RITA WESTERHEIDE, PLAINTIFF,
v.
HARTFORD LIFE INSURANCE CO., CANNON DESIGN, INC., AND GROUP SHORT TERM DISABILITY, LONG TERM DISABILITY, BASIC TERM LIFE, SUPPLEMENTAL DEPENDENT LIFE, SUPPLEMENTAL TERM LIFE, BASIC ACCIDENTAL DEATH AND DISMEMBERMENT PLAN FOR EMPLOYEES OF CANNON DESIGN, INC., DEFENDANTS.



The opinion of the court was delivered by: Reagan, District Judge:

MEMORANDUM AND ORDER

Before the Court is Defendants' Motion to Dismiss and Motion to Strike (Doc. 16) and memorandum in support (Doc. 17), to which Plaintiff has filed a memorandum in opposition (Doc. 18).

Plaintiff Rita Westerheide brings suit pursuant to the Employment Retirement Income Security Act of 1974 ("ERISA"), 29 U.S.C. § 1001, et seq., and 29 U.S.C. § 1132(a)(1)(B), against her former employer, Cannon Design, Inc. ("Cannon"), the Group Short Term Disability, Long Term Disability, Basic Term Life, Supplemental Dependent Life, Supplemental Term Life, Basic Accidental Death and Dismemberment Plan for Employees of Cannon Design, Inc. ("the plan"), and Hartford Life Insurance Company ("Hartford"), the administrator of the plan. In August 2008, Plaintiff Westerheide applied for and received long term disability benefits under the long term disability plan, but in May 2009, the defendants advised Westerheide was advised that her benefits were terminated, based on new information obtained from one of Westerheide's treating physicians. Westerheide's administrative appeal was unsuccessful.

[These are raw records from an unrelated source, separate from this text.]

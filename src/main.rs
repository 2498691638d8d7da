//! # Sitemap Forge
//!
//! Crawls a local directory of static site files and writes sitemap XML for
//! search engines, together with a `robots.txt` that points at it.
//!
//! ## Features
//!
//! - Maps `.html` / `.php` files (configurable) to absolute URLs, collapsing a
//!   root `index.html` / `index.php` to the bare base URL
//! - Skips hidden directories, `node_modules`, `.git` and `.github`
//! - Splits URLs into sub-sitemaps of at most 5000 entries
//! - Writes a sitemap index built from this run's files or from every
//!   `sitemap-*.xml` in the output directory
//! - Optionally pings a search engine and writes a JSON run report
//!
//! ## Usage
//!
//! ```sh
//! sitemap_forge --base-url https://example.org --root ./public --output-dir ./public
//! ```
//!
//! ## Architecture
//!
//! The application is a single linear pipeline (see [`pipeline`]):
//! 1. **Collect**: walk the site root and build the URL set
//! 2. **Sitemaps**: write chunked `urlset` documents
//! 3. **Index**: write `sitemap.xml`
//! 4. **Ancillary**: write `robots.txt`, optionally ping, optionally report

use clap::Parser;
use std::error::Error;
use tracing::{debug, error, info};
use tracing_subscriber::{EnvFilter, fmt as tfmt};

mod cli;
mod collector;
mod config;
mod models;
mod outputs;
mod ping;
mod pipeline;
mod utils;

use cli::Cli;
use config::SitemapConfig;

#[tokio::main(flavor = "current_thread")]
async fn main() -> Result<(), Box<dyn Error>> {
    // --- Tracing init ---
    let filter = EnvFilter::try_from_default_env().unwrap_or_else(|_| EnvFilter::new("info"));
    tfmt()
        .with_env_filter(filter)
        .with_target(true)
        .with_file(false)
        .with_line_number(false)
        .with_timer(tracing_subscriber::fmt::time::UtcTime::rfc_3339())
        .init();

    let start_time = std::time::Instant::now();
    info!("sitemap_forge starting up");

    let args = Cli::parse();
    debug!(?args, "Parsed CLI arguments");

    let config = SitemapConfig::from_cli(&args).inspect_err(|e| error!(error = %e, "Invalid configuration"))?;

    let summary = pipeline::run(&config)
        .await
        .inspect_err(|e| error!(error = %e, "Sitemap generation failed"))?;

    let elapsed = start_time.elapsed();
    info!(
        urls = summary.url_count,
        sitemaps_written = summary.sitemap_files.len(),
        index_entries = summary.index_entries.len(),
        index_url = %summary.index_url,
        ping = ?summary.ping,
        ?elapsed,
        "Execution complete"
    );

    Ok(())
}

The First Amended Complaint (Doc. 11) asserts three claims, each against all three of the defendants: (I) seeking payment of long term disability benefits past due and for a declaration of his right to future benefits under the terms of the plan, pursuant to 29 U.S.C. § 1132(a)(1)(B); (II) alleging a violation of the plan's claims procedures by way of a violation of the privacy protections of the Health Insurance Portability and Accountability Act of 1996 ("HIPAA"), warranting equitable relief pursuant to 29 U.S.C. § 1132(a)(3)(B), including application of the de novo standard of review; and (III) seeking attorneys' fees pursuant to 29 U.S.C. § 1132(g)(1).

Pursuant to Federal Rule of Civil Procedure 12(b)(6), Defendants move to: (1) dismiss all claims against Cannon; (2) dismiss Count II as to Hartford and the plan; and (3) strike portions of the Amended Complaint: (a) seeking an award of future benefits (¶¶ 10, 11, 14(c), 15, 20 and the prayer for relief in Count I); and (b) allegations of "bad faith" (¶ 22). Each issue will be addressed in turn.

I. Analysis

A. Federal Rule of Civil Procedure 12(b)(6)

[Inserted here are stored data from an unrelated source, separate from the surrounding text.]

//! The generation pipeline.
//!
//! Stages run strictly in order and each consumes the full output of the
//! previous one:
//!
//! 1. **Preflight**: make sure the output directory exists and is writable
//! 2. **Collect**: walk the site root and map files to URLs
//! 3. **Sub-sitemaps**: write one `sitemap-<hex>.xml` per chunk of URLs
//! 4. **Index**: write `sitemap.xml` using the configured strategy
//! 5. **robots.txt**: point crawlers at the index
//! 6. **Ping**: optional, failures are downgraded to warnings
//! 7. **Report**: optional JSON summary
//!
//! Any error in stages 1-5 or 7 aborts the run; files already written stay
//! on disk.

use crate::collector::collect_urls;
use crate::config::SitemapConfig;
use crate::models::{PingOutcome, RunSummary};
use crate::outputs::index::{select_index_entries, write_index};
use crate::outputs::report::write_report;
use crate::outputs::robots::write_robots;
use crate::outputs::sitemap::write_sitemaps;
use crate::ping::ping_search_engine;
use crate::utils::ensure_writable_dir;
use chrono::Local;
use std::error::Error;
use tracing::{debug, error, info, instrument, warn};

/// Run every stage once with `config`.
///
/// # Returns
///
/// A [`RunSummary`] describing what was written. A failed ping is recorded in
/// the summary and does not make this function fail.
#[instrument(level = "info", skip_all, fields(base_url = %config.base_url))]
pub async fn run(config: &SitemapConfig) -> Result<RunSummary, Box<dyn Error>> {
    info!(
        root = %config.root.display(),
        output_dir = %config.output_dir.display(),
        strategy = ?config.index_strategy,
        "Starting sitemap and robots generation"
    );

    if let Err(e) = ensure_writable_dir(&config.output_dir) {
        error!(
            path = %config.output_dir.display(),
            error = %e,
            "Output directory is not writable (fix perms or choose a different path)"
        );
        return Err(e.into());
    }

    let urls = collect_urls(&config.root, &config.extensions, &config.base_url)?;
    info!(count = urls.len(), "Found URLs");

    let sitemap_files = if urls.is_empty() {
        warn!(
            root = %config.root.display(),
            extensions = ?config.extensions,
            "No matching files found; no sub-sitemaps written"
        );
        Vec::new()
    } else {
        write_sitemaps(&urls, config)?
    };

    let index_entries = select_index_entries(config.index_strategy, &sitemap_files, &config.output_dir)?;
    write_index(&index_entries, config)?;

    let index_url = config.index_url();
    write_robots(&index_url, &config.output_dir)?;

    let ping = if config.ping {
        ping_search_engine(&config.ping_endpoint, &index_url, config.ping_timeout).await
    } else {
        debug!("Search engine ping disabled");
        PingOutcome::Skipped
    };

    let summary = RunSummary {
        base_url: config.base_url.clone(),
        generated_at: Local::now().to_rfc3339(),
        url_count: urls.len(),
        sitemap_files,
        index_entries,
        index_url,
        ping,
    };

    if let Some(path) = &config.report_path {
        write_report(&summary, path)?;
    }

    Ok(summary)
}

Dismissal is warranted under Federal Rule of Civil Procedure12(b)(6) if the complaint fails to set forth "enough facts to state a claim to relief that is plausible on its face." Bell Atlantic Corp. v. Twombly, 550 U.S. 544, 570 (2007); EEOC v. Concentra Health Services, Inc., 496 F.3d 773, 776 (7th Cir. 2007). In making this assessment, the Court accepts as true all well-pleaded factual allegations and draws all reasonable inferences in the plaintiff's favor. Tricontinental Industries, Inc., Ltd. v. Price Waterhouse Coopers, LLP, 475 F.3d 824, 833 (7th Cir. 2007); Marshall v. Knight, 445 F.3d 965, 969 (7th Cir. 2006).

Federal Rule of Civil Procedure 8 only requires a "short and plain statement of the claim showing that the pleader is entitled to relief," which is sufficient to provide the defendant with "fair notice" of the claim and its basis. Nevertheless, "a plaintiff's obligation to provide the 'grounds' of his 'entitle[ment] to relief' requires more than labels and conclusions, and a formulaic recitation of the elements of a cause of action will not do. Factual allegations must be enough to raise a right to relief above the speculative level." Bell Atlantic Corp., 550 U.S. at 555-556 (citations and parenthetical information omitted). A plausible theory of liability must be pleaded. Sheridan v. Marathon Petroleum Co., LLC, 530 F.3d 590, 596 (7th Cir. 2008); see also Limestone Development Corp. v. Village of Lemont, Ill., 520 F.3d 797, 803-804 (7th Cir. 2008).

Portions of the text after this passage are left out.